There are a few things to say about this code:

To be absolutely clear, actually sending an email has not been tested. This technique allows you to test the other logic without sending an email. You can also check that a mail would have been sent, if the real Smtp client were plugged in.

To really test the email send, you need an integration test. Actually sending an email is important. You need to check that the Smtp client configuration is correct, and you want to make sure the real email looks right. The simplest way to integration test the code is to just execute it, with your own email address, and check your inbox. If you only need to check the format of the email you can write it to disk, instead of going via smtp.

Failing to put the real Smtp client under test is somewhat unsatisfactory. What would be really nice is if you could automate that integration test, so your Smtp configuration was tested. Phil Haack describes doing this with an open source Smtp cliemt, and a testing wrapper he wrote for it. More power to the Haack. What I can't help thinking though, is that the .net framework needs to be more accessible for testing in this area.

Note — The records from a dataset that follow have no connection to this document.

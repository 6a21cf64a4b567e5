//! Kernel Logging
//!
//! Provides logging infrastructure using the `log` crate.
//!
//! Console output is owned by the platform, so the logger formats each
//! record into a fixed-size line and hands it to a sink function
//! registered at init. Lines longer than the buffer are truncated.

use core::fmt::Write;

use log::{LevelFilter, Log, Metadata, Record};
use spin::Once;

/// Longest formatted log line, in bytes.
pub const LINE_SIZE: usize = 256;

/// Receives one formatted log line, without a trailing newline.
pub type LogSink = fn(&str);

/// Stack buffer for formatting one line
pub(crate) struct LineBuffer {
    data: [u8; LINE_SIZE],
    len: usize,
}

impl LineBuffer {
    pub(crate) const fn new() -> Self {
        Self {
            data: [0u8; LINE_SIZE],
            len: 0,
        }
    }

    pub(crate) fn as_str(&self) -> &str {
        match core::str::from_utf8(&self.data[..self.len]) {
            Ok(s) => s,
            // Truncation split a multi-byte character.
            Err(e) => core::str::from_utf8(&self.data[..e.valid_up_to()]).unwrap_or(""),
        }
    }
}

impl Write for LineBuffer {
    fn write_str(&mut self, s: &str) -> core::fmt::Result {
        let bytes = s.as_bytes();
        let remaining = LINE_SIZE - self.len;
        let to_copy = bytes.len().min(remaining);
        self.data[self.len..self.len + to_copy].copy_from_slice(&bytes[..to_copy]);
        self.len += to_copy;
        Ok(())
    }
}

/// Kernel logger implementation
pub struct KernelLogger {
    sink: Once<LogSink>,
}

impl KernelLogger {
    const fn new() -> Self {
        Self { sink: Once::new() }
    }
}

impl Log for KernelLogger {
    fn enabled(&self, metadata: &Metadata) -> bool {
        metadata.level() <= log::max_level()
    }

    fn log(&self, record: &Record) {
        if !self.enabled(record.metadata()) {
            return;
        }
        let Some(sink) = self.sink.get() else {
            return;
        };
        let mut line = LineBuffer::new();
        let _ = write!(
            line,
            "[{:<5} {}] {}",
            record.level(),
            record.target(),
            record.args()
        );
        sink(line.as_str());
    }

    fn flush(&self) {}
}

/// Global logger instance
static LOGGER: KernelLogger = KernelLogger::new();

/// Install the kernel logger, sending lines to `sink`.
///
/// Only the first call installs a sink; later calls just adjust the level.
pub fn init(sink: LogSink, level: LevelFilter) {
    LOGGER.sink.call_once(|| sink);
    if log::set_logger(&LOGGER).is_ok() || log::max_level() != level {
        log::set_max_level(level);
    }
}

#[cfg(test)]
mod tests {
    use super::*;

    #[test]
    fn test_line_buffer_truncates() {
        let mut line = LineBuffer::new();
        for _ in 0..LINE_SIZE {
            let _ = write!(line, "ab");
        }
        assert_eq!(line.as_str().len(), LINE_SIZE);
    }

    #[test]
    fn test_line_buffer_keeps_utf8_valid() {
        let mut line = LineBuffer::new();
        let _ = write!(line, "{}", "x".repeat(LINE_SIZE - 1));
        let _ = write!(line, "é");
        assert_eq!(line.as_str().len(), LINE_SIZE - 1);
    }
}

In the code shown here I chose to fake out just the call to the Smtp client. There's another way you could go - put an interface on the whole email helper class. The interface would be something like void SendMail(string from, string to, string subject, string message). With this approach the whole email creation process is behind the interface. This could well work better. The problem I've had in the past though, is the types of email sent out can vary quite a lot: Plain-text or html, attachments or not, CC's etc. By the time I'd finished I'd wrapped the whole MailMessage class, only badly. Still a perfectly legitimate approach.

The main thing to remember is, if you want to unit test you need to make the external resources replaceable.